Small Things Like These - Trailer

Even though the Irish are great storytellers, they are not, Walsh says, “great talkers”. Talking “opens up possibilities of truth and secrets coming out”. For this reason, in Small Things Like These, so much is left unsaid between Bill and Eileen Furlong. They silently carry their shame and Catholic guilt. “The fear of the church was tremendous,” says Walsh. “The sexual control that the church had over everybody meant that there was an embarrassment about even being pregnant because that meant” – she drops her voice to a whisper – “you’d had sex. Even if you were married and it was your duty to God and to Ireland to have as many babies as possible, still, when you did your duty, you were a bit dirty.”

Perhaps one of the most powerful scenes in Small Things Like These is one where Bill and Eileen are sitting in the warm glow of their bedroom. They finally talk, and really see each other. Bill is traumatised from getting a glimpse into the atrocities happening at the nearby mother and baby home, and Eileen tells him, in order to protect their family: “To get on in life, there are some things you have to ignore.” It’s a tender, intimate scene. In one moment, Walsh takes her bra off underneath her night clothes, pulling it through her sleeve. “Women of a certain age have such a fear of being seen naked that they will undress underneath clothes,” says Walsh. “I remember thinking, I hope that makes it to the edit, because for me, it’s hugely important that idea that you don’t want to be seen as flaunting.”
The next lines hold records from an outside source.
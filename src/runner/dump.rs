use std::io::{self, Write};

use coolbril::analysis::TypeCtx;
use coolbril::ast;
use coolbril::ir;
use coolbril::parse::token::Token;
use coolbril::parse::LexerError;
use ron::ser::PrettyConfig;
use serde::Serialize;

use super::config::{CodegenOutputFormat, LexerOutputFormat};

#[derive(Debug, Clone, Copy, PartialEq, Eq, Hash)]
pub enum DumpFormat {
    Debug,
    Ron,
}

fn write_ron<T: Serialize>(value: &T, mut out: impl Write) -> io::Result<()> {
    let text = ron::ser::to_string_pretty(value, PrettyConfig::default())
        .map_err(|e| io::Error::new(io::ErrorKind::Other, e))?;

    writeln!(out, "{}", text)
}

pub fn dump_tokens<'buf, I>(format: LexerOutputFormat, tokens: I, mut out: impl Write) -> io::Result<()>
where
    I: Iterator<Item = Result<Token<'buf>, LexerError>>,
{
    match format {
        LexerOutputFormat::Debug => writeln!(out, "{:#?}", tokens.collect::<Vec<_>>()),
    }
}

pub fn dump_ast(format: DumpFormat, ast: &ast::Program<'_>, mut out: impl Write) -> io::Result<()> {
    match format {
        DumpFormat::Debug => writeln!(out, "{:#?}", ast),
        DumpFormat::Ron => write_ron(ast, out),
    }
}

pub fn dump_class_table(format: DumpFormat, ctx: &TypeCtx<'_>, mut out: impl Write) -> io::Result<()> {
    match format {
        DumpFormat::Debug => writeln!(out, "{:#?}", ctx),
        DumpFormat::Ron => write_ron(ctx, out),
    }
}

pub fn dump_program(
    format: CodegenOutputFormat,
    program: &ir::Program,
    mut out: impl Write,
) -> io::Result<()> {
    match format {
        CodegenOutputFormat::Debug => writeln!(out, "{:#?}", program),
        CodegenOutputFormat::Text => write!(out, "{}", program),

        CodegenOutputFormat::Json => {
            let json = program
                .to_json()
                .map_err(|e| io::Error::new(io::ErrorKind::Other, e))?;

            writeln!(out, "{}", json)
        }
    }
}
I was very young, and I had thought that it was two of us, me and Cill, do or die

Walsh felt safe to improvise that moment because there was an open dialogue on set between her, Murphy and director Tim Mielants. But that’s not always been the case. “I’ve had experiences where my opposite lead will talk to the director instead of coming to me, and they’ll be like, ‘We can try and do this to get this out of her.’” A famous example of this is Dustin Hoffman smashing a glass against a wall in Kramer vs Kramer without warning, to get a raw reaction out of Meryl Streep. She ended up with glass in her hair. “I find that very frustrating,” says Walsh. “You need to trust that I can get there. Otherwise, it feels like there’s an unfair sense of, ‘Oh, watch what I can do to her.’ So then I’m not partaking. I’m being the victim within that scene.” How has she reacted in the past when it’s happened? “I am a demon for humour in the rehearsal room, and so if I feel uncomfortable, I’ll probably make a joke about it. I mean, come on. Let’s just call the bear out. I definitely bring something of value – so why don’t you include me in it?”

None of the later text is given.